The MicroSAtellite identification tool (MISA; http://pgrc.ipk-gatersleben. de/misa/) was employed for microsatellite mining in the whole transcriptome. Mononucleotide, dinucleotide, trinucleotide, tetranucleotide, pentanucleotide, hexanucleotide, and compound SSR were identified by analyzing transcript sequences.

4.8. lncRNAs Prediction

The coding potential of transcripts were predicted by predictor of long non-coding RNAs and messenger RNAs based on an improved k-mer scheme (PLEK) [54] and Coding-Non-Coding Index (CNCI) [55]. Then, transcriptional sequences predicted from PLEK and CNCI were blasted with the known protein database using Coding Potential Calculator (CPC) [56]. The transcriptional sequences predicted by PLEK, CNCI, and CPC software underwent hmmscan homologous search with Pfam [52] database, and finally the LncRNA sequences were obtained.

4.9. Next Generation Sequencing

Total RNA (5μg) was digested by using DNase I (NEB, Frankfurt, Germany).
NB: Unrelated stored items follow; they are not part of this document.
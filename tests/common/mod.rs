//! Shared helpers for router-level tests.

#![allow(dead_code)]

use std::sync::Arc;

use async_trait::async_trait;
use axum::body::Body;
use axum::http::{Method, Request, Response, StatusCode};
use axum::Router;
use http_body_util::BodyExt;
use serde_json::Value;
use sourcespace_api::config::Config;
use sourcespace_api::db::MemoryStore;
use sourcespace_api::services::gemini::{GenerationError, TextGenerator};
use sourcespace_api::{build_router, AppState};
use tower::ServiceExt;

/// Generator that always answers with the same text.
pub struct EchoGenerator(pub &'static str);

#[async_trait]
impl TextGenerator for EchoGenerator {
    async fn generate(&self, _prompt: &str) -> Result<String, GenerationError> {
        Ok(self.0.to_string())
    }
}

/// Generator that behaves like an unreachable API.
pub struct OfflineGenerator;

#[async_trait]
impl TextGenerator for OfflineGenerator {
    async fn generate(&self, _prompt: &str) -> Result<String, GenerationError> {
        Err(GenerationError::Api {
            status: 503,
            body: "service unavailable".into(),
        })
    }
}

pub fn test_config() -> Config {
    Config::from_lookup(|name| match name {
        "STORE_BACKEND" => Some("memory".into()),
        _ => None,
    })
    .expect("memory config is valid")
}

pub fn build_test_app(generator: Arc<dyn TextGenerator>) -> (Router, Arc<MemoryStore>) {
    let store = Arc::new(MemoryStore::new());
    let state = AppState {
        store: store.clone(),
        generator,
        config: Arc::new(test_config()),
    };
    (build_router(state), store)
}

pub async fn get(app: &Router, uri: &str) -> Response<Body> {
    let request = Request::builder()
        .method(Method::GET)
        .uri(uri)
        .body(Body::empty())
        .unwrap();
    app.clone().oneshot(request).await.unwrap()
}

pub async fn post_json(app: &Router, uri: &str, body: Value) -> Response<Body> {
    let request = Request::builder()
        .method(Method::POST)
        .uri(uri)
        .header("content-type", "application/json")
        .body(Body::from(body.to_string()))
        .unwrap();
    app.clone().oneshot(request).await.unwrap()
}

pub async fn body_json(response: Response<Body>) -> Value {
    let bytes = response.into_body().collect().await.unwrap().to_bytes();
    serde_json::from_slice(&bytes).unwrap()
}

/// POSTs and asserts 200, returning the parsed body.
pub async fn post_ok(app: &Router, uri: &str, body: Value) -> Value {
    let response = post_json(app, uri, body).await;
    assert_eq!(response.status(), StatusCode::OK, "POST {uri} failed");
    body_json(response).await
}

/// GETs and asserts 200, returning the parsed body.
pub async fn get_ok(app: &Router, uri: &str) -> Value {
    let response = get(app, uri).await;
    assert_eq!(response.status(), StatusCode::OK, "GET {uri} failed");
    body_json(response).await
}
The sample was purified with Agencourt RNAClean XP Beads and fragmented into 130–170 nt. First-strand cDNA was generated by First Strand Master Mix and Super Script II reverse transcription (Invitrogen). Then second-strand cDNA was synthesized using Second Strand Master Mix. After end repairing, adding A and adaptor ligation, several rounds of PCR amplification with PCR Primer Cocktail and PCR MasterMix were performed to enrich the cDNA fragments. The final library is quantitated by using the Agilent 2100 bioanalyzer instrument. The qualified libraries were sequenced pair-end on the Illumina HiSeq 4000 System.
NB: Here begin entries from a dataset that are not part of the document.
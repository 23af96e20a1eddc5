//! Prompt assembly and the generate-then-persist flow behind
//! `POST /api/insights/generate`.

use crate::db::{ActivityStore, StoreResult};
use crate::models::habit::HabitEntry;
use crate::models::insight::{AiInsight, ContentSource, InsightType};
use crate::models::journal::JournalEntry;
use crate::services::gemini::{GenerationError, TextGenerator};

const RECENT_JOURNAL_LIMIT: u32 = 3;
const RECENT_HABIT_LIMIT: u32 = 5;
const EXCERPT_CHARS: usize = 100;

const STORY_INSTRUCTION: &str = "You are a sci-fi storyteller for SourceSpace, a galactic productivity app. \
Create short, inspiring sci-fi stories (100-150 words) that motivate users based on their activities. \
Use space themes, cosmic metaphors, and futuristic elements. Keep it uplifting and actionable.";

const ANALYSIS_INSTRUCTION: &str = "You are an AI mentor from the future helping users optimize their productivity. \
Provide brief, insightful analysis (50-75 words) with sci-fi metaphors. \
Focus on patterns, growth, and cosmic perspective on their journey.";

#[derive(Debug, Clone, Copy, PartialEq, Eq)]
pub enum FallbackReason {
    /// The API answered but returned no candidates.
    NoCandidates,
    /// Missing key, transport failure, non-2xx, undecodable body, or a
    /// candidate without text.
    Unavailable,
}

impl FallbackReason {
    pub fn message(&self) -> &'static str {
        match self {
            FallbackReason::NoCandidates => {
                "The cosmic networks are processing your request. Try again in a moment."
            }
            FallbackReason::Unavailable => {
                "The cosmic networks are experiencing interference. Try again later."
            }
        }
    }
}

impl From<&GenerationError> for FallbackReason {
    fn from(err: &GenerationError) -> Self {
        match err {
            GenerationError::NoCandidates => FallbackReason::NoCandidates,
            _ => FallbackReason::Unavailable,
        }
    }
}

#[derive(Debug, Clone, PartialEq, Eq)]
pub enum InsightOutcome {
    Generated(String),
    Fallback(FallbackReason),
}

impl InsightOutcome {
    pub fn content(&self) -> &str {
        match self {
            InsightOutcome::Generated(text) => text,
            InsightOutcome::Fallback(reason) => reason.message(),
        }
    }

    pub fn source(&self) -> ContentSource {
        match self {
            InsightOutcome::Generated(_) => ContentSource::Generated,
            InsightOutcome::Fallback(_) => ContentSource::Fallback,
        }
    }
}

/// Summarizes recent activity into the user-context part of the prompt.
pub fn build_context(
    entries: &[JournalEntry],
    habits: &[HabitEntry],
    insight_type: InsightType,
) -> String {
    if entries.is_empty() && habits.is_empty() {
        return match insight_type {
            InsightType::Story => {
                "Create an inspiring sci-fi story about beginning a new journey in the cosmos of productivity."
            }
            InsightType::Analysis => {
                "Provide motivation for starting a new productivity journey in the galaxy of self-improvement."
            }
        }
        .to_string();
    }

    let mut context = String::from("Based on the user's recent activity:\n");

    if !entries.is_empty() {
        context.push_str("Recent journal entries:\n");
        for entry in entries {
            let excerpt: String = entry.content.chars().take(EXCERPT_CHARS).collect();
            context.push_str(&format!(
                "- {}: {}... (Mood: {}/10)\n",
                entry.title, excerpt, entry.mood
            ));
        }
    }

    if !habits.is_empty() {
        let completed = habits.iter().filter(|h| h.completed).count();
        context.push_str(&format!(
            "\nCompleted {} out of {} recent habits.\n",
            completed,
            habits.len()
        ));
    }

    context.push('\n');
    context.push_str(match insight_type {
        InsightType::Story => {
            "Create an inspiring sci-fi story that reflects their journey and motivates continued growth."
        }
        InsightType::Analysis => {
            "Provide insightful analysis with cosmic perspective on their progress and patterns."
        }
    });
    context
}

/// Full prompt sent to the generator: system instruction plus user context.
pub fn build_prompt(context: &str, insight_type: InsightType) -> String {
    let instruction = match insight_type {
        InsightType::Story => STORY_INSTRUCTION,
        InsightType::Analysis => ANALYSIS_INSTRUCTION,
    };
    format!("{instruction}\n\nUser context: {context}")
}

/// Calls the generator, converting any failure into a fallback.
pub async fn run_generator(generator: &dyn TextGenerator, prompt: &str) -> InsightOutcome {
    match generator.generate(prompt).await {
        Ok(text) => InsightOutcome::Generated(text),
        Err(e) => {
            tracing::warn!(error = %e, "Text generation unavailable, using fallback content");
            InsightOutcome::Fallback(FallbackReason::from(&e))
        }
    }
}

/// Gathers recent activity, generates text and stores the resulting insight.
/// Only store failures are returned as errors.
pub async fn generate_insight(
    store: &dyn ActivityStore,
    generator: &dyn TextGenerator,
    user_id: &str,
    insight_type: InsightType,
) -> StoreResult<(AiInsight, InsightOutcome)> {
    let entries = store
        .recent_journal_entries(user_id, RECENT_JOURNAL_LIMIT)
        .await?;
    let habits = store.recent_habit_entries(user_id, RECENT_HABIT_LIMIT).await?;

    let context = build_context(&entries, &habits, insight_type);
    let prompt = build_prompt(&context, insight_type);

    let outcome = run_generator(generator, &prompt).await;

    let insight = AiInsight::new(
        user_id.to_string(),
        outcome.content().to_string(),
        insight_type,
    );
    store.insert_insight(&insight).await?;

    tracing::info!(
        user_id = %user_id,
        insight_id = %insight.insight_id,
        insight_type = insight_type.as_str(),
        source = ?outcome.source(),
        "Insight stored"
    );

    Ok((insight, outcome))
}
use axum::{
    extract::{Path, State},
    Json,
};

use crate::error::AppResult;
use crate::extract::AppJson;
use crate::models::habit::{CreateHabitEntryRequest, CreateHabitEntryResponse, HabitEntry};
use crate::AppState;

pub const HABIT_LIST_CAP: u32 = 50;

/// Always inserts a new check-in, even for a habit already logged today.
pub async fn create_habit_entry(
    State(state): State<AppState>,
    AppJson(body): AppJson<CreateHabitEntryRequest>,
) -> AppResult<Json<CreateHabitEntryResponse>> {
    let habit = HabitEntry::from(body);
    state.store.insert_habit_entry(&habit).await?;

    tracing::debug!(
        user_id = %habit.user_id,
        habit_id = %habit.habit_id,
        completed = habit.completed,
        "Habit entry created"
    );

    Ok(Json(CreateHabitEntryResponse {
        success: true,
        habit_id: habit.habit_id,
    }))
}

pub async fn list_habits(
    State(state): State<AppState>,
    Path(user_id): Path<String>,
) -> AppResult<Json<Vec<HabitEntry>>> {
    let habits = state
        .store
        .recent_habit_entries(&user_id, HABIT_LIST_CAP)
        .await?;
    Ok(Json(habits))
}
4.10. Identification of DEGs Involved in Betalain Biosysthensis

Data from Illumina RNA-Seq were mapped to the non-redundant SMRT reference by RSEM software. The expression abundance of unigene was represented as value of FPKM, and differential expression gene (FDR <0.01 and FC ≥ 2) were obtained using EBSeq [57]. Genes with more than one FPKM value above 10 were selected. Combining the value of a* as well as the content of betacyanin, betaxanthin, betalain (calculated as the sum of betacyanin and betaxanthin), and the FPKM value of the gene, a WGCNA was performed using an R package to identify the module associated with betalain. Quantitative real-time PCR (qRT-PCR) analysis was conducted on ten genes in the WGCNA module involved in betalain or associated with color qRT-PCR analysis was performed according to Nie et al. [58]. Actin YLS8 (GenBank ID 356278) was used as a reference gene. Specific primers were designed using primer 5 (Table S4). Data was analyzed using 2−ΔΔCT method.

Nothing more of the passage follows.